How can PubCompare.ai help with foodborne disease research?

PubCompare.ai's AI-powered platform can assist researchers in foodborne disease studies by helping them more efficiently screen protocol literature and identify the most effective methods. The platform's data-driven analysis can highlight key differences in protocol effectiveness, enabling researchers to choose the best option for reproducibility and accuracy in their work. This can streamline the research process and lead to more reliable findings that advance the field of foodborne disease prevention and management.

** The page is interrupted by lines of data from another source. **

//! The authority that verifies bearer tokens against the provider's keys
//!
//! An [`Authority`] owns the current key-set snapshot, the validation plan,
//! and (when keys come from a remote provider) the HTTP client used to
//! fetch them. It is cheap to clone and safe to share across request
//! handlers.

use std::sync::Arc;
use std::time::{Duration, Instant};

use arc_swap::ArcSwap;

use crate::{
    config::AuthConfig,
    error::AuthError,
    jwk::Jwk,
    jwks::Jwks,
    jwt::{self, Claims, Validator},
    permission::Permission,
    types::KeyId,
};

/// How long a key-set fetch may take before it is abandoned
const FETCH_TIMEOUT: Duration = Duration::from_secs(10);

#[derive(Debug)]
struct VolatileData {
    jwks: Jwks,
    fetched_at: Option<Instant>,
}

#[derive(Debug)]
struct RemoteOptions {
    jwks_url: String,
    client: reqwest::Client,
    refresh_interval: Option<Duration>,
}

#[derive(Debug)]
struct Inner {
    data: ArcSwap<VolatileData>,
    remote: Option<RemoteOptions>,
    validator: Validator,
}

/// Verifies and authorizes bearer tokens
///
/// All failure modes surface as [`AuthError`]; nothing is retried or
/// recovered internally apart from a single key-set refresh when a token
/// names a key the current snapshot does not have.
#[derive(Clone, Debug)]
#[must_use]
pub struct Authority {
    inner: Arc<Inner>,
}

impl Authority {
    /// Constructs an authority over a fixed, local key set
    ///
    /// No network access is ever performed. A token naming a key outside
    /// `jwks` is rejected outright.
    pub fn new(jwks: Jwks, validator: Validator) -> Self {
        Self {
            inner: Arc::new(Inner {
                data: ArcSwap::from_pointee(VolatileData {
                    jwks,
                    fetched_at: None,
                }),
                remote: None,
                validator,
            }),
        }
    }

    /// Constructs an authority that fetches keys from a remote JWKS URL
    ///
    /// Without a refresh interval the key set is fetched anew for every
    /// verification, matching the provider's published keys exactly at the
    /// cost of one HTTP round trip per request. Call
    /// [`remote_cached`][Self::remote_cached] to reuse a snapshot instead.
    ///
    /// # Errors
    ///
    /// Returns an error if the underlying HTTP client cannot be
    /// constructed.
    pub fn remote(jwks_url: impl Into<String>, validator: Validator) -> Result<Self, AuthError> {
        Self::build_remote(jwks_url.into(), validator, None)
    }

    /// Constructs a remote authority that caches the key set
    ///
    /// The snapshot is reused until `refresh_interval` has elapsed, then
    /// refreshed on the next verification. A token naming an unknown key
    /// additionally forces one refresh before being rejected, so that a
    /// provider key rotation inside the interval does not fail requests.
    ///
    /// # Errors
    ///
    /// Returns an error if the underlying HTTP client cannot be
    /// constructed.
    pub fn remote_cached(
        jwks_url: impl Into<String>,
        validator: Validator,
        refresh_interval: Duration,
    ) -> Result<Self, AuthError> {
        Self::build_remote(jwks_url.into(), validator, Some(refresh_interval))
    }

    /// Constructs a remote authority from environment-derived configuration
    ///
    /// # Errors
    ///
    /// Returns an error if the underlying HTTP client cannot be
    /// constructed.
    pub fn from_config(config: &AuthConfig) -> Result<Self, AuthError> {
        Self::build_remote(config.jwks_url(), config.validator(), config.refresh_interval())
    }

    fn build_remote(
        jwks_url: String,
        validator: Validator,
        refresh_interval: Option<Duration>,
    ) -> Result<Self, AuthError> {
        let client = reqwest::Client::builder()
            .timeout(FETCH_TIMEOUT)
            .build()
            .map_err(AuthError::KeySetFetch)?;

        Ok(Self {
            inner: Arc::new(Inner {
                data: ArcSwap::from_pointee(VolatileData {
                    jwks: Jwks::default(),
                    fetched_at: None,
                }),
                remote: Some(RemoteOptions {
                    jwks_url,
                    client,
                    refresh_interval,
                }),
                validator,
            }),
        })
    }

    /// The validation plan applied to every token
    #[must_use]
    pub fn validator(&self) -> &Validator {
        &self.inner.validator
    }

    /// Fetches the key set from the provider and swaps in a new snapshot
    ///
    /// On a local authority this is a no-op.
    ///
    /// # Errors
    ///
    /// Returns an error if the fetch fails or the response is not a valid
    /// key set.
    pub async fn refresh(&self) -> Result<(), AuthError> {
        let Some(remote) = &self.inner.remote else {
            return Ok(());
        };

        let jwks = remote
            .client
            .get(&remote.jwks_url)
            .send()
            .await
            .and_then(reqwest::Response::error_for_status)
            .map_err(AuthError::KeySetFetch)?
            .json::<Jwks>()
            .await
            .map_err(AuthError::KeySetFetch)?;

        tracing::debug!(keys = jwks.keys().len(), "refreshed signing key set");

        self.inner.data.store(Arc::new(VolatileData {
            jwks,
            fetched_at: Some(Instant::now()),
        }));

        Ok(())
    }

    fn get_key(&self, kid: &KeyId) -> Option<Jwk> {
        self.inner.data.load().jwks.get_key(kid).cloned()
    }

    async fn resolve_key(&self, kid: &KeyId) -> Result<Jwk, AuthError> {
        let Some(remote) = &self.inner.remote else {
            return self
                .get_key(kid)
                .ok_or_else(|| AuthError::UnknownKey(kid.clone()));
        };

        let refreshed = match remote.refresh_interval {
            None => {
                self.refresh().await?;
                true
            }
            Some(interval) => {
                let stale = self
                    .inner
                    .data
                    .load()
                    .fetched_at
                    .is_none_or(|at| at.elapsed() >= interval);
                if stale {
                    self.refresh().await?;
                }
                stale
            }
        };

        if let Some(key) = self.get_key(kid) {
            return Ok(key);
        }

        // The provider may have rotated keys within the cache interval.
        if !refreshed {
            self.refresh().await?;
            if let Some(key) = self.get_key(kid) {
                return Ok(key);
            }
        }

        Err(AuthError::UnknownKey(kid.clone()))
    }

    /// Authenticates a request and checks its permission grant
    ///
    /// Runs the whole pipeline: bearer extraction, token decomposition,
    /// key resolution, signature and claims verification, then the
    /// permission check. `required` of `None` means no particular
    /// permission is needed, but the token must still carry a
    /// `permissions` claim.
    ///
    /// # Errors
    ///
    /// Returns the [`AuthError`] describing the first stage that failed.
    /// Verification is all-or-nothing; no partial success is observable.
    pub async fn authorize(
        &self,
        header: Option<&str>,
        required: Option<&Permission>,
    ) -> Result<Claims, AuthError> {
        let token = jwt::extract_bearer(header)?;
        let decomposed = jwt::decompose(token)?;

        let kid = decomposed.kid().cloned().ok_or(AuthError::MissingKeyId)?;
        let key = self.resolve_key(&kid).await?;

        let claims = decomposed.verify(&key, &self.inner.validator)?;

        let permissions = claims
            .permissions()
            .ok_or(AuthError::MissingPermissionsClaim)?;

        if let Some(required) = required {
            if !permissions.contains(required) {
                tracing::debug!(permission = %required, "permission not granted");
                return Err(AuthError::InsufficientPermission(required.clone()));
            }
        }

        Ok(claims)
    }
}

More about "Foodborne Disease"

Foodborne illnesses, foodborne infections, foodborne poisoning, foodborne outbreaks, enteric diseases, gastrointestinal infections, food contamination, food safety, microbial pathogens, bacterial foodborne diseases, viral foodborne diseases, parasitic foodborne diseases, chemical foodborne toxins, food handling, food preparation, food storage, food hygiene, public health, disease surveillance, epidemiology, diagnosis, treatment, prevention, intervention strategies, SAS 9.4, Nextera XT DNA Library Preparation Kit, MiSeq platform, DNeasy Blood and Tissue Kit, API 20E typing system, AccuPrep DNA extraction kit, Phosphate-buffered saline, QIAamp DNA Mini Kit.
Foodborne diseases are a significant global health issue, causing millions of illnesses and thousands of deaths annually.
These illnesses are typically caused by the consumption of contaminated food or beverages, which can be contaminated with a variety of pathogenic microorganisms, such as bacteria, viruses, and parasites, as well as chemical toxins.
Symptoms of foodborne diseases can range from mild gastrointestinal discomfort, such as nausea, vomiting, and diarrhea, to more severe, life-threatening complications.
Early recognition and prompt treatment are crucial for managing these conditions and reducing the risk of serious health consequences.
Researchers in this field utilize a variety of analytical techniques, including SAS 9.4, Nextera XT DNA Library Preparation Kit, MiSeq platform, DNeasy Blood and Tissue Kit, API 20E typing system, AccuPrep DNA extraction kit, Phosphate-buffered saline, and QIAamp DNA Mini Kit, to identify causative agents, develop effective interventions, and improve public health measures to enhance food safety and minimize the burden of foodborne illnesses worldwide.